Таисия умолкла, подняла полные, голые до плеч, руки и, глядя на улыбающегося Семена Матюшина, начала умело закручивать ослабевшую косу.
— Таюша, напрасно злишься, — сказал я, воспользовавшись ее молчанием. — Пойми меня правильно: я не осуждаю ни тебя, ни Семена, ни Зинаиду. И никакой я не моралист. Но мне хочется понять, уяснить непонятное и неясное: как же вы живете втроем?
— Миша, и ты веришь сплетням? — На глазах у Таисии появились слезы. — Втроем мы не жили и не живем. Видишь эту кровать и две большие подушки? Семен живет со мной, с одной со мной. Понимаешь, только со мной. Но у него теперь стало четверо детей, — три дочери и один сын.

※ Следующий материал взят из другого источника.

/// Open audiobook as the player screen shows it.
#[derive(Debug, Clone, PartialEq, Eq)]
pub struct AudioView {
    /// Book title.
    pub title: Title,
    /// Book author.
    pub author: Author,
    /// Playback state.
    pub state: PlaybackState,
    /// Pre-formatted player strings.
    pub player: PlayerView,
    /// One-based track number.
    pub track: usize,
    /// Tracks in the playlist.
    pub tracks: usize,
}

impl AudioView {
    /// Snapshot the pipeline, or `None` if no book is open.
    pub fn capture<D, P>(audio: &AudioPipeline<D, P>, now_ms: u64) -> Option<Self>
    where
        D: platform::AudioDecoder,
        P: embedded_hal::digital::OutputPin,
    {
        let book = audio.book()?;
        let state = match audio.state() {
            PipelineState::Idle => PlaybackState::Stopped,
            PipelineState::Starting | PipelineState::Playing => PlaybackState::Playing,
            PipelineState::Paused => PlaybackState::Paused,
        };
        let player = PlayerView::build(&PlayerSnapshot {
            state,
            position_s: audio.position_s(),
            chapter_at_s: audio.chapter_position_s(),
            duration_s: audio.duration_s(),
            chapters: audio.chapters(),
            volume: audio.volume(),
            sleep_remaining_ms: audio.sleep_remaining_ms(now_ms),
        });
        Some(Self {
            title: book.title.clone(),
            author: book.author.clone(),
            state,
            player,
            track: audio.playlist().index().saturating_add(1),
            tracks: audio.playlist().len(),
        })
    }
}

/// Modem line on Home.
#[derive(Debug, Clone, PartialEq, Eq)]
pub struct ModemView {
    /// State label.
    pub state: &'static str,
    /// Signal bars 0..=4.
    pub bars: u8,
    /// Network operator.
    pub operator: String<24>,
}

/// Snapshot of the world outside the current screen.
#[derive(Debug, Clone)]
pub struct View {
    /// Capture time.
    pub now_ms: u64,
    /// Local `HH:MM`, once the wall clock is synced.
    pub time: Option<String<8>>,
    /// Battery charge.
    pub battery: Option<u8>,
    /// Battery voltage.
    pub millivolts: Option<u16>,
    /// Charger connected.
    pub charging: bool,
    /// Configured pack capacity.
    pub capacity_mah: u16,
    /// Modem status, when the modem runs.
    pub modem: Option<ModemView>,
    /// GPS duty cycle, when a receiver is fitted.
    pub gps: Option<GpsState>,
    /// Mesh counters.
    pub mesh: MeshStats,
    /// Newest notification.
    pub notice: Option<Notice>,
    /// Pending notifications.
    pub notices: usize,
    /// Node name.
    pub node_name: String<MAX_NODE_NAME>,
    /// Address book, for labelling conversations.
    pub contacts: Contacts,
    /// Open audiobook.
    pub audio: Option<AudioView>,
}

/// `HH:MM` for `epoch_s` shifted by `offset_min`.
pub fn local_time(epoch_s: u32, offset_min: i16) -> String<8> {
    let local = i64::from(epoch_s).saturating_add(i64::from(offset_min).saturating_mul(60));
    let day_s = local.rem_euclid(86_400);
    let mut out = String::new();
    let _ = write!(out, "{:02}:{:02}", day_s / 3600, (day_s % 3600) / 60);
    out
}

impl View {
    /// Take the snapshot.
    pub fn capture<B: Board>(cx: &Context<B>) -> Self {
        let now_ms = cx.now();
        let modem = (cx.has_modem && cx.modem_enabled).then(|| {
            let status = cx.shared.status;
            ModemView {
                state: status.state().label(),
                bars: status.bars(),
                operator: status.operator(),
            }
        });
        Self {
            now_ms,
            time: cx
                .shared
                .wall
                .epoch_at(now_ms)
                .map(|epoch| local_time(epoch, cx.settings.utc_offset_min)),
            battery: cx.gauge.battery_percentage(),
            millivolts: cx.gauge.battery_voltage(),
            charging: cx.gauge.is_charging(),
            capacity_mah: cx.gauge.design_capacity_mah(),
            modem,
            gps: cx.power.has_gps().then(|| cx.power.gps_state()),
            mesh: cx.mesh.clone(),
            notice: cx.notices.latest().cloned(),
            notices: cx.notices.len(),
            node_name: cx.settings.node_name.clone(),
            contacts: cx.contacts.clone(),
            audio: AudioView::capture(&cx.audio, now_ms),
        }
    }

    /// Right-hand side of the status bar.
    pub fn status_right(&self) -> String<16> {
        let mut out = String::new();
        if let Some(t) = &self.time {
            let _ = out.push_str(t);
            let _ = out.push(' ');
        }
        match self.battery {
            Some(p) => {
                let _ = write!(out, "{}%", p);
            }
            None => {
                let _ = out.push_str("--%");
            }
        }
        if self.charging {
            let _ = out.push('+');
        }
        out
    }
}

/// One screen of the device.
pub trait Screen<B: Board> {
    /// Handle one key routed to this screen.
    async fn handle_input(&mut self, key: u8, cx: &mut Context<B>) -> Result<Outcome, AppError>;

    /// Background work while this screen is current, once per tick.
    async fn poll(&mut self, _cx: &mut Context<B>) -> Result<Outcome, AppError> {
        Ok(Outcome::Ignored)
    }

    /// The screen stops being current (closed, Home, Escape, or sleep).
    async fn leave(&mut self, _cx: &mut Context<B>) -> Result<(), AppError> {
        Ok(())
    }

    /// Draw the body and hint row. Returns the milliseconds until the next
    /// frame is wanted.
    fn render<D>(&mut self, frame: &mut Frame<'_, D>, view: &View) -> Result<u32, D::Error>
    where
        D: DrawTarget<Color = BinaryColor>;
}

/// Selection and scroll offset of a list.
#[derive(Debug, Clone, Copy, Default, PartialEq, Eq)]
pub struct ListCursor {
    /// Selected index.
    pub index: usize,
    top: usize,
}

impl ListCursor {
    /// Move with Up/Down (arrows or W/S), wrapping. Returns `true` if the
    /// key was a move.
    pub fn handle(&mut self, key: u8, len: usize) -> bool {
        if len == 0 {
            return matches!(nav(key), Some(Nav::Up | Nav::Down));
        }
        match nav(key) {
            Some(Nav::Up) => {
                self.index = self.index.checked_sub(1).unwrap_or(len - 1).min(len - 1);
                true
            }
            Some(Nav::Down) => {
                self.index = if self.index.saturating_add(1) >= len { 0 } else { self.index + 1 };
                true
            }
            _ => false,
        }
    }

    /// Keep the index inside a list of `len`.
    pub fn clamp(&mut self, len: usize) {
        self.index = self.index.min(len.saturating_sub(1));
    }

    /// Back to the first row.
    pub fn reset(&mut self) {
        *self = Self::default();
    }

    /// Rows to draw for a window of `rows`, scrolling the selection into view.
    pub fn visible(&mut self, len: usize, rows: usize) -> Range<usize> {
        self.clamp(len);
        let rows = rows.max(1);
        if self.index < self.top {
            self.top = self.index;
        } else if self.index >= self.top.saturating_add(rows) {
            self.top = self.index.saturating_add(1).saturating_sub(rows);
        }
        self.top = self.top.min(len.saturating_sub(1));
        self.top..len.min(self.top.saturating_add(rows))
    }
}
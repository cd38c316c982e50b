//! Most-recently-used URL lists: web bookmarks and history.
//!
//! Newest entry first. Adding a URL that is already present moves it to the
//! top; the list never grows past its capacity.

use heapless::{String, Vec};
use platform::config::WEB_ROOT;
use platform::Storage;

use crate::fs::{ensure_dir, for_each_line, write_lines};
use crate::paths::{WEB_BOOKMARKS, WEB_HISTORY};
use crate::StoreError;

/// Longest stored URL.
pub const MAX_URL: usize = 256;

/// Saved bookmarks.
pub const BOOKMARKS_MAX: usize = 20;

/// History entries.
pub const HISTORY_MAX: usize = 30;

/// One stored URL.
pub type UrlString = String<MAX_URL>;

/// Bounded MRU list backed by a text file.
#[derive(Debug, Clone, Default, PartialEq, Eq)]
pub struct UrlList<const N: usize> {
    items: Vec<UrlString, N>,
}

/// `/web/bookmarks.txt`.
pub type Bookmarks = UrlList<BOOKMARKS_MAX>;

/// `/web/history.txt`.
pub type History = UrlList<HISTORY_MAX>;

impl<const N: usize> UrlList<N> {
    /// Empty list.
    pub const fn new() -> Self {
        Self { items: Vec::new() }
    }

    /// Load from `path`, keeping file order and dropping blanks, overlong
    /// lines and duplicates.
    pub async fn load<S: Storage>(sd: &mut S, path: &str) -> Result<Self, StoreError> {
        let mut list = Self::new();
        for_each_line(sd, path, |line| {
            let line = line.trim();
            if let Ok(url) = UrlString::try_from(line) {
                if !line.is_empty() && !list.items.contains(&url) {
                    let _ = list.items.push(url);
                }
            }
            list.items.len() < N
        })
        .await?;
        Ok(list)
    }

    /// Write to `path`.
    pub async fn save<S: Storage>(&self, sd: &mut S, path: &str) -> Result<(), StoreError> {
        ensure_dir(sd, WEB_ROOT).await?;
        write_lines(sd, path, self.items.iter().map(|u| u.as_str())).await
    }

    /// Put `url` at the top, removing any earlier copy and the oldest entry
    /// if full. Returns `false` for an empty or overlong URL.
    pub fn push(&mut self, url: &str) -> bool {
        let url = url.trim();
        let Ok(url) = UrlString::try_from(url) else {
            return false;
        };
        if url.is_empty() || N == 0 {
            return false;
        }
        self.items.retain(|u| *u != url);
        if self.items.is_full() {
            self.items.pop();
        }
        self.items.insert(0, url).is_ok()
    }

    /// Remove entry `index`.
    pub fn remove(&mut self, index: usize) -> Option<UrlString> {
        (index < self.items.len()).then(|| self.items.remove(index))
    }

    /// Entry `index` (0 = newest).
    pub fn get(&self, index: usize) -> Option<&str> {
        self.items.get(index).map(|u| u.as_str())
    }

    /// Entries newest first.
    pub fn iter(&self) -> impl Iterator<Item = &str> {
        self.items.iter().map(|u| u.as_str())
    }

    /// Number of entries.
    pub fn len(&self) -> usize {
        self.items.len()
    }

    /// `true` when empty.
    pub fn is_empty(&self) -> bool {
        self.items.is_empty()
    }
}

impl Bookmarks {
    /// Load `/web/bookmarks.txt`.
    pub async fn load_default<S: Storage>(sd: &mut S) -> Result<Self, StoreError> {
        Self::load(sd, WEB_BOOKMARKS).await
    }

    /// Save `/web/bookmarks.txt`.
    pub async fn save_default<S: Storage>(&self, sd: &mut S) -> Result<(), StoreError> {
        self.save(sd, WEB_BOOKMARKS).await
    }
}

impl History {
    /// Load `/web/history.txt`.
    pub async fn load_default<S: Storage>(sd: &mut S) -> Result<Self, StoreError> {
        Self::load(sd, WEB_HISTORY).await
    }

    /// Save `/web/history.txt`.
    pub async fn save_default<S: Storage>(&self, sd: &mut S) -> Result<(), StoreError> {
        self.save(sd, WEB_HISTORY).await
    }
}
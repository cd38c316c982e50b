//! End-to-end fetcher behaviour against a scripted server.

use platform::mocks::{http_response, MockClock, MockConnector, MockDelay, RecordedRequest};
use web::{Document, FetchError, Fetcher, Progress, TagStripExtractor, Url};

type TestFetcher = Fetcher<MockConnector, MockDelay, MockClock>;

fn fetcher(server: &MockConnector) -> TestFetcher {
    let clock = MockClock::new();
    Fetcher::new(server.clone(), MockDelay::new(clock.clone()), clock)
}

fn url(s: &str) -> Url {
    Url::parse(s).unwrap()
}

fn login_page(token: &str) -> String {
    format!(
        "<html><body><h1>Sign in</h1>\
         <form action=\"/session\" method=\"post\">\
         <input type=\"hidden\" name=\"authenticity_token\" value=\"{token}\">\
         <input name=\"login\"><input type=\"password\" name=\"password\">\
         <input type=\"submit\" name=\"commit\" value=\"Sign in\"></form></body></html>"
    )
}

fn has_cookie(req: &RecordedRequest, pair: &str) -> bool {
    req.header("Cookie").is_some_and(|c| c.split("; ").any(|p| p == pair))
}

fn csrf_site(req: &RecordedRequest) -> Vec<u8> {
    match (req.method.as_str(), req.path.as_str()) {
        ("GET", p) if p.starts_with("/login") => {
            let token = if has_cookie(req, "_session=abc") { "tok2" } else { "tok1" };
            http_response(200, &[], &login_page(token))
        }
        ("POST", "/session") if req.body_str().contains("authenticity_token=tok2") => http_response(
            302,
            &[("Location", "/dashboard"), ("Set-Cookie", "logged_in=yes; Path=/")],
            "",
        ),
        ("POST", "/session") => http_response(
            302,
            &[
                ("Location", "/login?auth_error=1"),
                ("Set-Cookie", "_session=abc; Path=/; HttpOnly"),
            ],
            "",
        ),
        ("GET", "/dashboard") if has_cookie(req, "logged_in=yes") => {
            http_response(200, &[], "<p>Welcome ann</p>")
        }
        _ => http_response(404, &[], "nope"),
    }
}

#[tokio::test]
async fn test_login_retries_with_fresh_token() {
    let server = MockConnector::new(csrf_site);
    let mut client = fetcher(&server);
    let mut doc = Document::default();
    let mut page = vec![0u8; 4096];
    let mut ex = TagStripExtractor;

    let login = client
        .load(&url("https://site.org/login"), &mut ex, &mut doc, &mut page, &mut |_: Progress| {})
        .await
        .unwrap();
    let mut form = doc.forms[0].clone();
    assert_eq!(form.get("authenticity_token"), Some("tok1"));
    assert!(form.set("login", "ann"));
    assert!(form.set("password", "secret"));

    let landed = client
        .submit(&form, &login.url, &mut ex, &mut doc, &mut page, &mut |_: Progress| {})
        .await
        .unwrap();
    assert_eq!(landed.status, 200);
    assert_eq!(landed.url.as_str(), "https://site.org/dashboard");
    assert_eq!(doc.text(&page), b"Welcome ann");

    let reqs = server.requests();
    let trail: Vec<(&str, &str)> = reqs.iter().map(|r| (r.method.as_str(), r.path.as_str())).collect();
    assert_eq!(
        trail,
        [
            ("GET", "/login"),
            ("POST", "/session"),
            ("GET", "/login?auth_error=1"),
            ("GET", "/login"),
            ("POST", "/session"),
            ("GET", "/dashboard"),
        ]
    );
    assert_eq!(
        reqs[4].body_str(),
        "authenticity_token=tok2&login=ann&password=secret&commit=Sign+in"
    );
    assert!(has_cookie(&reqs[4], "_session=abc"));
    assert_eq!(reqs[4].header("Referer"), Some("https://site.org/login"));
    assert_eq!(reqs[4].header("Origin"), Some("https://site.org"));
    assert_eq!(reqs[4].header("Sec-Fetch-Site"), Some("same-origin"));
    assert_eq!(
        reqs[4].header("Content-Type"),
        Some("application/x-www-form-urlencoded")
    );
    // Same host throughout: one TLS connection.
    assert_eq!(server.connects(), [("site.org".to_string(), 443, true)]);
}

#[tokio::test]
async fn test_mandatory_headers() {
    let server = MockConnector::new(|_| http_response(200, &[], "ok"));
    let mut client = fetcher(&server);
    let mut page = [0u8; 64];
    client.get(&url("http://plain.net:8080/a"), &mut page, &mut |_: Progress| {}).await.unwrap();
    let req = &server.requests()[0];
    assert_eq!(req.header("Host"), Some("plain.net:8080"));
    assert!(req.header("User-Agent").is_some_and(|ua| ua.starts_with("Mozilla/5.0")));
    assert!(req.header("Accept").is_some());
    assert!(req.header("Accept-Language").is_some());
    assert_eq!(req.header("Upgrade-Insecure-Requests"), Some("1"));
    assert_eq!(req.header("Cache-Control"), Some("max-age=0"));
    assert_eq!(req.header("Cookie"), None);
    assert_eq!(server.connects(), [("plain.net".to_string(), 8080, false)]);
}

#[tokio::test]
async fn test_redirect_limit() {
    let server = MockConnector::new(|_| http_response(302, &[("Location", "/again")], ""));
    let mut client = fetcher(&server);
    let mut page = [0u8; 64];
    let err = client.get(&url("https://loop.org/"), &mut page, &mut |_: Progress| {}).await;
    assert_eq!(err, Err(FetchError::TooManyRedirects));
    // The original request plus five followed redirects.
    assert_eq!(server.requests().len(), 6);
}

#[tokio::test]
async fn test_post_becomes_get_on_303() {
    let server = MockConnector::new(|req| match req.path.as_str() {
        "/form" => http_response(303, &[("Location", "/done")], ""),
        _ => http_response(200, &[], "thanks"),
    });
    let mut client = fetcher(&server);
    let mut page = [0u8; 64];
    let origin = url("https://a.org/start");
    let done = client
        .post(&url("https://a.org/form"), b"x=1", &origin, &mut page, &mut |_: Progress| {})
        .await
        .unwrap();
    assert_eq!(done.url.as_str(), "https://a.org/done");
    assert_eq!(&page[..done.len], b"thanks");
    let reqs = server.requests();
    assert_eq!(reqs[1].method, "GET");
    assert!(reqs[1].body.is_empty());
    assert_eq!(reqs[1].header("Content-Length"), None);
}

#[tokio::test]
async fn test_cross_host_redirect_scopes_cookies() {
    let server = MockConnector::new(|req| match req.host.as_str() {
        "a.org" => http_response(
            301,
            &[("Location", "https://b.org/landing"), ("Set-Cookie", "sid=1")],
            "",
        ),
        _ => http_response(200, &[], "b"),
    });
    let mut client = fetcher(&server);
    let mut page = [0u8; 64];
    client.get(&url("a.org"), &mut page, &mut |_: Progress| {}).await.unwrap();
    client.get(&url("https://a.org/again"), &mut page, &mut |_: Progress| {}).await.unwrap();
    let reqs = server.requests();
    assert_eq!(reqs[1].host, "b.org");
    assert_eq!(reqs[1].header("Cookie"), None);
    assert_eq!(reqs[2].header("Cookie"), Some("sid=1"));
    assert_eq!(client.jar().get("a.org", "sid"), Some("1"));
    let hosts: Vec<String> = server.connects().into_iter().map(|(h, _, _)| h).collect();
    assert_eq!(hosts, ["a.org", "b.org", "a.org", "b.org"]);
}

#[tokio::test]
async fn test_chunked_body_in_small_reads() {
    let server = MockConnector::new(|_| {
        b"HTTP/1.1 200 OK\r\nTransfer-Encoding: chunked\r\n\r\n\
          7\r\n<p>Chun\r\n8\r\nked!</p>\r\n0\r\n\r\n"
            .to_vec()
    });
    server.set_read_chunk(3);
    let mut client = fetcher(&server);
    let mut doc = Document::default();
    let mut page = [0u8; 128];
    client
        .load(&url("https://c.org/"), &mut TagStripExtractor, &mut doc, &mut page, &mut |_: Progress| {})
        .await
        .unwrap();
    assert_eq!(doc.text(&page), b"Chunked!");
}

#[tokio::test]
async fn test_keep_alive_reused_and_close_honoured() {
    let server = MockConnector::new(|req| match req.path.as_str() {
        "/bye" => http_response(200, &[("Connection", "close")], "bye"),
        _ => http_response(200, &[], "hi"),
    });
    let mut client = fetcher(&server);
    let mut page = [0u8; 64];
    for path in ["/one", "/two", "/bye", "/three"] {
        let target = url(&format!("https://k.org{path}"));
        client.get(&target, &mut page, &mut |_: Progress| {}).await.unwrap();
    }
    assert_eq!(server.connects().len(), 2);
}

#[tokio::test]
async fn test_failures_map_to_errors() {
    let server = MockConnector::new(|req| match req.path.as_str() {
        "/missing" => http_response(404, &[], "not here"),
        "/big" => http_response(200, &[], &"z".repeat(100)),
        _ => b"HTTP/1.1 200 OK\r\nContent-Length: 50\r\n\r\npartial".to_vec(),
    });
    server.refuse("down.org");
    let mut client = fetcher(&server);
    assert_eq!(status_of(&mut client, "https://down.org/").await, Err(FetchError::ConnectionRefused));
    assert_eq!(status_of(&mut client, "https://s.org/missing").await, Err(FetchError::Status(404)));
    assert_eq!(status_of(&mut client, "https://s.org/big").await, Err(FetchError::OutOfMemory));

    server.stall_after_response(true);
    assert_eq!(status_of(&mut client, "https://s.org/slow").await, Err(FetchError::Timeout));
}

async fn status_of(client: &mut TestFetcher, target: &str) -> Result<u16, FetchError> {
    let mut page = [0u8; 64];
    client.get(&url(target), &mut page, &mut |_: Progress| {}).await.map(|p| p.status)
}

Дети живут ладно, дружно. Да и мы с Зиной не деремся, даже встречаемся — это правда. И в этом ничего плохого нету. Удивляешься? Не веришь? Не тебя одного, многих наша жизнь не только удивляет, но и злит. Есть такие людишки, что никак не могут смириться с тем, что Зинаида и Таисия не вцепились друг дружке в косы и не устроили драку. И не могут понять, почему Семен не бросил своих девочек. Вот если бы мы с Зиной устраивали потасовки, чтобы сбегалось поглазеть все село, если бы наши дети враждовали, вот тогда бы кое-кто порадовался и сказал бы: вот это — да, вот это так, как надо.